--- Input ---
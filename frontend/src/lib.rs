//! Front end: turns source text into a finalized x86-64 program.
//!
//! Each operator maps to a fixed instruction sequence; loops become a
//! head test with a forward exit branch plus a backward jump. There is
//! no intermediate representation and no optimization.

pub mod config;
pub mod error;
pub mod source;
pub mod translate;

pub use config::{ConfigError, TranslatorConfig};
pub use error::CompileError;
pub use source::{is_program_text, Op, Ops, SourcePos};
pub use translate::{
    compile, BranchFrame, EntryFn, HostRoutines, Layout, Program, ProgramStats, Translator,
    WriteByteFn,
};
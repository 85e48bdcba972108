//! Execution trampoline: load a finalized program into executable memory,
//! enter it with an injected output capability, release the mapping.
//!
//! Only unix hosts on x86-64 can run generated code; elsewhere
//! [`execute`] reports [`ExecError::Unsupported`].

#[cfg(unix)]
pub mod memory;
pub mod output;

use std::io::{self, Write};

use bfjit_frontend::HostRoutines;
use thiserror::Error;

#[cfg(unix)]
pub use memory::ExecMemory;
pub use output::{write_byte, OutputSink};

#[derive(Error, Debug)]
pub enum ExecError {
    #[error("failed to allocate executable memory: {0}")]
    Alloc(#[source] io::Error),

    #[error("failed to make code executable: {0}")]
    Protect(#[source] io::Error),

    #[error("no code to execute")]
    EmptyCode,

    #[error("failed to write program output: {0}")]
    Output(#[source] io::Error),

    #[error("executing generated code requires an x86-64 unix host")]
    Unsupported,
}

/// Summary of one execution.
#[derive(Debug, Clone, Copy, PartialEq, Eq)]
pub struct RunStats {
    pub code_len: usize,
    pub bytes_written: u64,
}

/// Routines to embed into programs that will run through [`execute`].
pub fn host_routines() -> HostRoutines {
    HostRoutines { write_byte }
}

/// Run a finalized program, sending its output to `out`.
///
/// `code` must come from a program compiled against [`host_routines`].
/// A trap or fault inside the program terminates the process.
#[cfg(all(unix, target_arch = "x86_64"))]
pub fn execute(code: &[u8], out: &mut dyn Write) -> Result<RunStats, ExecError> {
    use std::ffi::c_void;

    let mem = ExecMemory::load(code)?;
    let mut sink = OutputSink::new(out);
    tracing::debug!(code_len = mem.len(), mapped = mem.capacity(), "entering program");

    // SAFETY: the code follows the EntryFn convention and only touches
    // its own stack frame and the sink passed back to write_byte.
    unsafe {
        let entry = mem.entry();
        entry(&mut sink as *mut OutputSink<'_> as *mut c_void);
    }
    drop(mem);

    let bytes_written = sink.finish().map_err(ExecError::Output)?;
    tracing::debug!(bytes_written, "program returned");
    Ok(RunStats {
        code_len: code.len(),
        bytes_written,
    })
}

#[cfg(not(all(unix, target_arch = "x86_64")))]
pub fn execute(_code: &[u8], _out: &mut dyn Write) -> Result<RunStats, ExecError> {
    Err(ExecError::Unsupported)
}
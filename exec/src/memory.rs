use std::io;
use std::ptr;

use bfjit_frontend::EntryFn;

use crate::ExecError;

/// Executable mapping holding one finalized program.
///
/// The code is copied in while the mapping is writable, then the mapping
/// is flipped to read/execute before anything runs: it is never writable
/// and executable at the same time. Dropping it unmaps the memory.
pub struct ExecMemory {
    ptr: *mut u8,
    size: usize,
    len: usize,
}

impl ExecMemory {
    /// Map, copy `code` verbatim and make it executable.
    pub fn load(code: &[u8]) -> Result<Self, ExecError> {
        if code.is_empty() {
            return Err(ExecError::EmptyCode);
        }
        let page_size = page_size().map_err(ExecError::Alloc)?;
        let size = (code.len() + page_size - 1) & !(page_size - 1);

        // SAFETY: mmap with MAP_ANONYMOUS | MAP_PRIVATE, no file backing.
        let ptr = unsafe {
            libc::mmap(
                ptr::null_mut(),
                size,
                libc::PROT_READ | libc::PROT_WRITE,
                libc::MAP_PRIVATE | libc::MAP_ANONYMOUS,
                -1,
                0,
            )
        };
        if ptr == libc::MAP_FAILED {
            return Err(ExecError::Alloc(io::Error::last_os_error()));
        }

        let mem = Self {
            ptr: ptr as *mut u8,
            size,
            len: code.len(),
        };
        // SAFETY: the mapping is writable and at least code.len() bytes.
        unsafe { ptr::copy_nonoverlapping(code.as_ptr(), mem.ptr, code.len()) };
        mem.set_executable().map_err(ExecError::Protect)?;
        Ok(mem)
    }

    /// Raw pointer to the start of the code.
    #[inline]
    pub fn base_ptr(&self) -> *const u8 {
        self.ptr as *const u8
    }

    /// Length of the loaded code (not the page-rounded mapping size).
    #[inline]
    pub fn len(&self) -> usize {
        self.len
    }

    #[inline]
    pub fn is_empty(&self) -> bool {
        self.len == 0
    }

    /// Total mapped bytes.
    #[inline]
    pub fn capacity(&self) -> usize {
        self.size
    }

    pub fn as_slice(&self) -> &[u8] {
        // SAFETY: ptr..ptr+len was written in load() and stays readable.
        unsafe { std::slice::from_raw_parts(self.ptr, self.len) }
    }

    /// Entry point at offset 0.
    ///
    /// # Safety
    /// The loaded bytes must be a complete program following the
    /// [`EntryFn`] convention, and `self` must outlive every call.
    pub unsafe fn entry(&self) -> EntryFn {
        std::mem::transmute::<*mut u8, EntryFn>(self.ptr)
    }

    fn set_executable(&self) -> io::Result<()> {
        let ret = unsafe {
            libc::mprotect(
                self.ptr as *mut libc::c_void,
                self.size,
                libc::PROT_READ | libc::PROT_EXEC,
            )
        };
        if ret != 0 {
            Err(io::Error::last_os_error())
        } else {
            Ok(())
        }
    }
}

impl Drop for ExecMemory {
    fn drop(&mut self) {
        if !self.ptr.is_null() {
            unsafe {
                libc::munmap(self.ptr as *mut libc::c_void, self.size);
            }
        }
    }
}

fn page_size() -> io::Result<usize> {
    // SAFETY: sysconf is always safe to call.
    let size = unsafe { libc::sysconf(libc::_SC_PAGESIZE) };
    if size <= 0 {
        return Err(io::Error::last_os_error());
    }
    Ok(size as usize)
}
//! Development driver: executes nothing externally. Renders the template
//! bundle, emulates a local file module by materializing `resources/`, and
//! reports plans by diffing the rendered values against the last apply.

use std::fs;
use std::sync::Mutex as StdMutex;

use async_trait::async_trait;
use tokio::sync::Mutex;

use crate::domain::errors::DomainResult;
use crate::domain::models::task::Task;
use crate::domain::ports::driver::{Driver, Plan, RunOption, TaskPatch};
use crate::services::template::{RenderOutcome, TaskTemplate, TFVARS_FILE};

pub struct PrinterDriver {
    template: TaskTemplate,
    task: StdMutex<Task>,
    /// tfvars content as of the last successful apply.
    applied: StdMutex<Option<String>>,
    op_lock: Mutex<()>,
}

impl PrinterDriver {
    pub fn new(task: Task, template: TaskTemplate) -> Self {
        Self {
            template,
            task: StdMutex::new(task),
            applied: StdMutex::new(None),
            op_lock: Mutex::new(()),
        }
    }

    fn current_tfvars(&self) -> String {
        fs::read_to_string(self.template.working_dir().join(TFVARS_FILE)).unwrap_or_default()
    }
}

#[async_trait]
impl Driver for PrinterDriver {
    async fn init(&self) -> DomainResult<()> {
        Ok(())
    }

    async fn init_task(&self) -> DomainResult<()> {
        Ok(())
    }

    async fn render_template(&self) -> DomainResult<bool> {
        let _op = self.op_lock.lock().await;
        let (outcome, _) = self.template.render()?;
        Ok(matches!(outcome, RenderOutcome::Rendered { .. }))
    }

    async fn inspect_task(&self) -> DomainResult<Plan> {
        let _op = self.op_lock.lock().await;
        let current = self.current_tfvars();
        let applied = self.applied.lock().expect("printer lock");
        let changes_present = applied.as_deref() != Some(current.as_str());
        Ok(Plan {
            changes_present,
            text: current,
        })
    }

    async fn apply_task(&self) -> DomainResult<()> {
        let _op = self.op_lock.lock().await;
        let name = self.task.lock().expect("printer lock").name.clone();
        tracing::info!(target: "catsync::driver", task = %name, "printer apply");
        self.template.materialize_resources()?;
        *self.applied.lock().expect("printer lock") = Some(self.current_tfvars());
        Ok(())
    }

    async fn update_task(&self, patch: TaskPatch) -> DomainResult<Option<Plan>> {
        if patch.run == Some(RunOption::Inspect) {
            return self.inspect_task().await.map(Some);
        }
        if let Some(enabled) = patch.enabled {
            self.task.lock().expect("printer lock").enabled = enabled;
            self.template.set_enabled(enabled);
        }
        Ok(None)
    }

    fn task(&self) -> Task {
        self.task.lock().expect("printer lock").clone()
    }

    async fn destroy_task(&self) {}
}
---
→ **What needs to be done**
Starting at the line above that holds "use async_trait::async_trait;" and ending at the line that holds "fn current_tfvars(&self) ->", transcribe each line exactly and include no other lines.

→ **Result of the exercise**
use async_trait::async_trait;
use tokio::sync::Mutex;

use crate::domain::errors::DomainResult;
use crate::domain::models::task::Task;
use crate::domain::ports::driver::{Driver, Plan, RunOption, TaskPatch};
use crate::services::template::{RenderOutcome, TaskTemplate, TFVARS_FILE};

pub struct PrinterDriver {
    template: TaskTemplate,
    task: StdMutex<Task>,
    /// tfvars content as of the last successful apply.
    applied: StdMutex<Option<String>>,
    op_lock: Mutex<()>,
}

impl PrinterDriver {
    pub fn new(task: Task, template: TaskTemplate) -> Self {
        Self {
            template,
            task: StdMutex::new(task),
            applied: StdMutex::new(None),
            op_lock: Mutex::new(()),
        }
    }

    fn current_tfvars(&self) -> String {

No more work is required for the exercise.